What does 'B Corp' mean?

B Corps are businesses at their core, but they put social responsibility before profit. It's not a charity or nonprofit organization. So what does it mean? Essentially, it's an open-source standard for doing business in a transparent, socially, and environmentally responsible way.
What does 'B Corp' mean?
What does 'B Corp' mean?

The B Corp Movement is focused on building a better world through business. In today's hyper-capitalistic society, the concept of a corporation that also gives back to its community is often seen as out of place. As most companies are driven by making money, social enterprises that utilize business strategies to change the world for good are gaining in popularity. Businesses that identify as a 'B Corp' follow strict guidelines that help them align their values to match their operations.

What is a B Corp?

A B Corp is a type of company that uses business as a force for good. The idea was founded in the U.S. by a group of entrepreneurs who wanted to create a new kind of corporation with the mission to do well and do good. It's not just an idea — it's a legal designation, too.

A B Corp certification provides third-party verification that a company meets rigorous standards of social and environmental performance, accountability, and transparency set by the non-profit B Lab. Companies must apply for certification, but once they have it, they have access to resources like toolkits and assistance with making sure their business practices align with their values.

B Corp companies are held accountable for producing excellent products or services while also doing good in their communities and around the world. They also have an obligation to be transparent about what they do (and won't) do for people and the planet.

What's the Difference Netween a 'B Corp' and a Nonprofit?

A B corporation is a for-profit business that also meets strict social and environmental standards set by the nonprofit B Lab. The B Corp certification helps companies differentiate themselves from competitors and attract customers who care about such things as employee benefits, community involvement, and environmental responsibility.

Nonprofits, meanwhile, are typically not allowed to make a profit for their owners or shareholders, although donations can be accepted from both individuals and corporations. Nonprofits must file annual reports with the IRS showing how much money they receive from each type of donor. Nonprofits are not required to pay taxes on their earnings, and they don't need to pay taxes on gifts and donations made to them. This allows them to spend more of their money on their mission rather than on overhead costs.

B Corps, on the other hand, must pay taxes like any other company. But because they have a social mission at heart, they can use some of their profits to support causes that matter to them. B Corps also gives back by providing goods or services at cost or below market value or donating time and expertise to non-profit organizations.

What are the Requirements to be 'Certified B Corp'?

To be certified as a B Corp, you must:

Be a for-profit company that operates in line with the highest standards of social and environmental performance, accountability, and transparency. Have been operating for at least three years or have been incorporated for three years. Be able to communicate your mission, vision, and values clearly to stakeholders. Have a strong commitment to addressing issues such as pollution, deforestation, and climate change. Maintain high standards when it comes to environmental sustainability.

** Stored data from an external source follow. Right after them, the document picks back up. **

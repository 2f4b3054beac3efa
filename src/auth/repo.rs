use sqlx::PgPool;
use uuid::Uuid;

use crate::auth::repo_types::User;

impl User {
    /// Resolve an email to a user id. Point read against the email lookup
    /// table; matching is case-sensitive, no casing normalization happens.
    pub async fn find_user_id_by_email(
        db: &PgPool,
        email: &str,
    ) -> Result<Option<Uuid>, sqlx::Error> {
        let row: Option<(Uuid,)> =
            sqlx::query_as(r#"SELECT user_id FROM email_lookup WHERE email = $1"#)
                .bind(email)
                .fetch_optional(db)
                .await?;
        Ok(row.map(|(id,)| id))
    }

    /// Resolve a username to a user id via the username lookup table.
    pub async fn find_user_id_by_username(
        db: &PgPool,
        username: &str,
    ) -> Result<Option<Uuid>, sqlx::Error> {
        let row: Option<(Uuid,)> =
            sqlx::query_as(r#"SELECT user_id FROM username_lookup WHERE username = $1"#)
                .bind(username)
                .fetch_optional(db)
                .await?;
        Ok(row.map(|(id,)| id))
    }

    pub async fn find_by_id(db: &PgPool, user_id: Uuid) -> Result<Option<User>, sqlx::Error> {
        sqlx::query_as::<_, User>(
            r#"
            SELECT user_id, username, email, password_hash, created_at
            FROM users
            WHERE user_id = $1
            "#,
        )
        .bind(user_id)
        .fetch_optional(db)
        .await
    }

    /// Write the user record and both lookup entries as a single unit.
    /// The lookup tables key on the attribute itself, so a concurrent
    /// duplicate sign-up loses the race here instead of leaving a dangling
    /// lookup entry; any failure rolls all three writes back.
    pub async fn create(
        db: &PgPool,
        user_id: Uuid,
        username: &str,
        email: &str,
        password_hash: &str,
    ) -> Result<(), sqlx::Error> {
        let mut tx = db.begin().await?;
        sqlx::query(r#"INSERT INTO email_lookup (email, user_id) VALUES ($1, $2)"#)
            .bind(email)
            .bind(user_id)
            .execute(&mut *tx)
            .await?;
        sqlx::query(r#"INSERT INTO username_lookup (username, user_id) VALUES ($1, $2)"#)
            .bind(username)
            .bind(user_id)
            .execute(&mut *tx)
            .await?;
        sqlx::query(
            r#"
            INSERT INTO users (user_id, username, email, password_hash)
            VALUES ($1, $2, $3, $4)
            "#,
        )
        .bind(user_id)
        .bind(username)
        .bind(email)
        .bind(password_hash)
        .execute(&mut *tx)
        .await?;
        tx.commit().await?;
        Ok(())
    }
}
use serde::{Deserialize, Serialize};
use sqlx::FromRow;
use time::OffsetDateTime;
use uuid::Uuid;

#[derive(Debug, Clone, Serialize, Deserialize, FromRow)]
pub struct Bookmark {
    pub id: Uuid,
    pub user_id: Uuid,
    pub title: String,
    pub description: Option<String>,
    pub link: String,
    pub created_at: OffsetDateTime,
}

How do Companies Become B Corps?

Companies can become B Corps by joining a B Corp community. There are more than 4,000 B Corps in more than 70 countries around the world. Companies can choose to join a local or global B Corp community depending on their needs and preferences. To join a local B Corp community, companies must meet the eligibility requirements of that community and pay a fee that varies based on the size of the company. Some communities have an application process and require additional paperwork to be submitted with the application fee. Other communities do not have an application process or additional paperwork requirements beyond paying the membership fee.

Why are Companies Becoming B Corps?

Here are some of the reasons why companies are choosing this path:

Accountability: B Corps are required to submit an annual report on how they're doing on social and environmental performance, which an independent third party reviews. That means consumers can see how their purchases affect the world around them.

Environmental Benefits: The B Corporation label means companies have committed to environmental sustainability, treating workers well, and ensuring they're not contributing to social inequality. These are all things that are good for business as well as society.

Community Benefits: In addition to providing products and services that make the world a better place, B Corps are committed to giving back to the communities they serve. The combination of profit and purpose is attractive for companies that want to be socially responsible. Many companies use their profits or investments to make an impact in the communities where they operate by supporting local nonprofits or donating time and money toward community development initiatives.

Employee Benefits: B Corps aim to attract and retain the best talent by offering benefits such as paid parental leave and flexible working hours. They also positively impact employee wellbeing by encouraging staff engagement with charitable causes through volunteering programs or matching gift schemes.